# Glatter Bruch



## M.X.D (24. Juni 2013)

.....


----------



## Wollebre (25. Juni 2013)

*AW: Glatter Bruch*

_Kenne ich nur von den guten alten Glasfaserprügeln._


von denen ganz bestimmt nicht. Da konnte man teilweise drauftreten und nichts ist passiert, oder beim Pilken auch mal gegen die Reling hauen. 
Wenn reine Glasfaser bricht sieht das immer ausgefranzt aus, aber nicht so sauber gebrochen wie auf deinen Bildern.

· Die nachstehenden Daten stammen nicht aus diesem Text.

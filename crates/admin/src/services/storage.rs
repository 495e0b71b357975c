//! Object storage client for product images.
//!
//! Talks to a Supabase-style storage REST API:
//!
//! - upload: `POST {url}/object/{bucket}/{path}` with `x-upsert: true`
//! - delete: `DELETE {url}/object/{bucket}/{path}`
//! - public URL: `{url}/object/public/{bucket}/{path}`
//!
//! Authentication is a bearer service key sent on every request.

use std::sync::Arc;
use std::time::Duration;

use chrono::Utc;
use rand::Rng;
use reqwest::header::{AUTHORIZATION, CONTENT_TYPE, HeaderMap, HeaderValue};
use secrecy::ExposeSecret;
use thiserror::Error;

use crate::config::StorageConfig;

/// Largest accepted image, in bytes.
pub const MAX_IMAGE_BYTES: usize = 5 * 1024 * 1024;

/// Extensions accepted for product images.
pub const ALLOWED_EXTENSIONS: &[&str] = &["jpg", "jpeg", "png", "webp", "gif"];

/// Folder inside the bucket that holds product images.
const PRODUCT_FOLDER: &str = "products";

/// Errors that can occur when talking to object storage.
#[derive(Debug, Error)]
pub enum StorageError {
    /// HTTP request failed.
    #[error("HTTP error: {0}")]
    Http(#[from] reqwest::Error),

    /// Storage returned an error response.
    #[error("API error: {status} - {message}")]
    Api { status: u16, message: String },

    /// Invalid service key or other client setup problem.
    #[error("Configuration error: {0}")]
    Config(String),

    /// File type not accepted.
    #[error("Unsupported image type; use jpg, jpeg, png, webp or gif")]
    UnsupportedType,

    /// File over [`MAX_IMAGE_BYTES`].
    #[error("Image is larger than 5 MB")]
    TooLarge,

    /// Zero-byte upload.
    #[error("Image file is empty")]
    Empty,
}

/// Object storage client.
#[derive(Clone)]
pub struct ObjectStorage {
    inner: Arc<ObjectStorageInner>,
}

struct ObjectStorageInner {
    client: reqwest::Client,
    base_url: String,
    bucket: String,
}

impl ObjectStorage {
    /// Create a storage client.
    ///
    /// # Errors
    ///
    /// Returns error if the service key is not a valid header value or the
    /// HTTP client fails to build.
    pub fn new(config: &StorageConfig) -> Result<Self, StorageError> {
        let mut headers = HeaderMap::new();
        let bearer = format!("Bearer {}", config.service_key.expose_secret());
        let mut auth = HeaderValue::from_str(&bearer)
            .map_err(|e| StorageError::Config(format!("Invalid service key format: {e}")))?;
        auth.set_sensitive(true);
        headers.insert(AUTHORIZATION, auth);

        let client = reqwest::Client::builder()
            .default_headers(headers)
            .timeout(Duration::from_secs(30))
            .build()?;

        Ok(Self {
            inner: Arc::new(ObjectStorageInner {
                client,
                base_url: config.url.trim_end_matches('/').to_owned(),
                bucket: config.bucket.clone(),
            }),
        })
    }

    /// Upload `bytes` to `path` (replacing any object there) and return its
    /// public URL.
    ///
    /// # Errors
    ///
    /// Returns `StorageError::Http` or `StorageError::Api` if the upload fails.
    pub async fn upload(
        &self,
        path: &str,
        bytes: Vec<u8>,
        content_type: &str,
    ) -> Result<String, StorageError> {
        let url = format!("{}/object/{}/{path}", self.inner.base_url, self.inner.bucket);

        let response = self
            .inner
            .client
            .post(&url)
            .header(CONTENT_TYPE, content_type)
            .header("x-upsert", "true")
            .body(bytes)
            .send()
            .await?;
        check_status(response).await?;

        tracing::info!(path, "Uploaded object");
        Ok(self.public_url(path))
    }

    /// Delete the object at `path`.
    ///
    /// # Errors
    ///
    /// Returns `StorageError::Http` or `StorageError::Api` if the delete fails.
    pub async fn delete(&self, path: &str) -> Result<(), StorageError> {
        let url = format!("{}/object/{}/{path}", self.inner.base_url, self.inner.bucket);
        let response = self.inner.client.delete(&url).send().await?;
        check_status(response).await?;

        tracing::info!(path, "Deleted object");
        Ok(())
    }

    /// Public URL of the object at `path`.
    #[must_use]
    pub fn public_url(&self, path: &str) -> String {
        format!(
            "{}/object/public/{}/{path}",
            self.inner.base_url, self.inner.bucket
        )
    }

    /// The object path behind one of our public URLs, or `None` for any
    /// other URL.
    #[must_use]
    pub fn path_of(&self, public_url: &str) -> Option<String> {
        let prefix = self.public_url("");
        public_url
            .strip_prefix(&prefix)
            .filter(|path| !path.is_empty() && !path.contains(".."))
            .map(str::to_owned)
    }
}

async fn check_status(response: reqwest::Response) -> Result<(), StorageError> {
    let status = response.status();
    if status.is_success() {
        return Ok(());
    }
    let message = response.text().await.unwrap_or_default();
    tracing::warn!(status = status.as_u16(), %message, "Storage request failed");
    Err(StorageError::Api {
        status: status.as_u16(),
        message,
    })
}

/// A checked image ready to upload.
#[derive(Debug)]
pub struct ImageUpload {
    pub extension: &'static str,
    pub content_type: &'static str,
    pub bytes: Vec<u8>,
}

impl ImageUpload {
    /// Check an uploaded file's type and size.
    ///
    /// The extension comes from the file name, falling back to the declared
    /// content type.
    ///
    /// # Errors
    ///
    /// Returns `StorageError::UnsupportedType`, `StorageError::TooLarge` or
    /// `StorageError::Empty`.
    pub fn new(
        file_name: Option<&str>,
        content_type: Option<&str>,
        bytes: Vec<u8>,
    ) -> Result<Self, StorageError> {
        let extension = file_name
            .and_then(extension_from_name)
            .or_else(|| content_type.and_then(extension_from_mime))
            .ok_or(StorageError::UnsupportedType)?;

        if bytes.is_empty() {
            return Err(StorageError::Empty);
        }
        if bytes.len() > MAX_IMAGE_BYTES {
            return Err(StorageError::TooLarge);
        }

        Ok(Self {
            extension,
            content_type: mime_for(extension),
            bytes,
        })
    }
}

/// Object path for a new product image: `products/{unix_millis}-{4 hex}.{ext}`.
#[must_use]
pub fn product_image_path(extension: &str) -> String {
    let suffix: u16 = rand::rng().random();
    format!(
        "{PRODUCT_FOLDER}/{}-{suffix:04x}.{extension}",
        Utc::now().timestamp_millis()
    )
}

fn extension_from_name(name: &str) -> Option<&'static str> {
    let (_, ext) = name.rsplit_once('.')?;
    let ext = ext.to_ascii_lowercase();
    ALLOWED_EXTENSIONS.iter().copied().find(|allowed| *allowed == ext)
}

fn extension_from_mime(mime: &str) -> Option<&'static str> {
    match mime.split(';').next()?.trim() {
        "image/jpeg" => Some("jpg"),
        "image/png" => Some("png"),
        "image/webp" => Some("webp"),
        "image/gif" => Some("gif"),
        _ => None,
    }
}

fn mime_for(extension: &str) -> &'static str {
    match extension {
        "png" => "image/png",
        "webp" => "image/webp",
        "gif" => "image/gif",
        _ => "image/jpeg",
    }
}

#[cfg(test)]
#[allow(clippy::unwrap_used)]
mod tests {
    use super::*;
    use secrecy::SecretString;

    fn storage() -> ObjectStorage {
        ObjectStorage::new(&StorageConfig {
            url: "https://abc.supabase.co/storage/v1/".to_owned(),
            service_key: SecretString::from("service-role-key"),
            bucket: "product-images".to_owned(),
        })
        .unwrap()
    }

    #[test]
    fn test_public_url() {
        assert_eq!(
            storage().public_url("products/1-00ff.png"),
            "https://abc.supabase.co/storage/v1/object/public/product-images/products/1-00ff.png"
        );
    }

    #[test]
    fn test_path_of_own_url() {
        let s = storage();
        let url = s.public_url("products/17-abcd.webp");
        assert_eq!(s.path_of(&url).unwrap(), "products/17-abcd.webp");
        assert!(s.path_of("https://cdn.elsewhere.test/products/1.png").is_none());
        assert!(s.path_of(&s.public_url("")).is_none());
    }

    #[test]
    fn test_extension_from_file_name() {
        let upload = ImageUpload::new(Some("Lota.JPEG"), None, vec![1, 2, 3]).unwrap();
        assert_eq!(upload.extension, "jpeg");
        assert_eq!(upload.content_type, "image/jpeg");
    }

    #[test]
    fn test_extension_from_content_type() {
        let upload = ImageUpload::new(Some("blob"), Some("image/webp"), vec![0]).unwrap();
        assert_eq!(upload.extension, "webp");
    }

    #[test]
    fn test_rejects_other_types() {
        assert!(matches!(
            ImageUpload::new(Some("notes.pdf"), Some("application/pdf"), vec![0]),
            Err(StorageError::UnsupportedType)
        ));
    }

    #[test]
    fn test_size_limits() {
        assert!(matches!(
            ImageUpload::new(Some("a.png"), None, Vec::new()),
            Err(StorageError::Empty)
        ));
        assert!(matches!(
            ImageUpload::new(Some("a.png"), None, vec![0; MAX_IMAGE_BYTES + 1]),
            Err(StorageError::TooLarge)
        ));
        assert!(ImageUpload::new(Some("a.png"), None, vec![0; MAX_IMAGE_BYTES]).is_ok());
    }

    #[test]
    fn test_product_image_path_shape() {
        let path = product_image_path("png");
        let name = path.strip_prefix("products/").unwrap();
        let (stem, ext) = name.rsplit_once('.').unwrap();
        assert_eq!(ext, "png");
        let (millis, suffix) = stem.split_once('-').unwrap();
        assert!(millis.parse::<i64>().is_ok());
        assert_eq!(suffix.len(), 4);
    }
}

Woran es liegt, darüber kann man lange diskutieren. Meist ist jedoch der Grund ein Schlag von dem man gar nichts groß mitbekommen haben muss, und man auch außen keine Beschädigung an de Rute sieht. Innere Carbonlagen können aber Schaden genommen haben, und bei der nächsten stärkeren Biegung war es das ....


----------



## weserwaller (25. Juni 2013)

*AW: Glatter Bruch*

Sieht nach einer Greys Platinum aus, falls es so ist, Bruchproblematik ist bekannt. Grade bei recht steilen Rutenwinkel in der Landungsphase.


----------



## wrdaniel (25. Juni 2013)

*AW: Glatter Bruch*

Durch die immer schnelleren und steiferen Ruten und die dehnungsarmen  Schnüre bekommt man das feinste "Tock" mit. Allerdings handelt man sich  auch schneller ein grösseres "Tock" ein. Irgendwann wird eben nicht mehr  elastisch sondern ausgesprochen plastisch verformt.


----------



## siloaffe (25. Juni 2013)

*AW: Glatter Bruch*

Die Rute wird gerade beim landen oft zu steil gehalten. 

Wenn die Rute 90° zum Wasser gerade in die Luft steht geht die ganze Last direkt in die Spitze und das können die heutigen Kohlefaserruten garnicht gut ab, wenn die Spitze mehr als 60° gebogen wird, wirds meistens schon kritisch.....


----------



## Seele (25. Juni 2013)

*AW: Glatter Bruch*



siloaffe schrieb:


> Die Rute wird gerade beim landen oft zu steil gehalten.
> 
> Wenn die Rute 90° zum Wasser gerade in die Luft steht geht die ganze Last direkt in die Spitze und das können die heutigen Kohlefaserruten garnicht gut ab, wenn die Spitze mehr als 60° gebogen wird, wirds meistens schon kritisch.....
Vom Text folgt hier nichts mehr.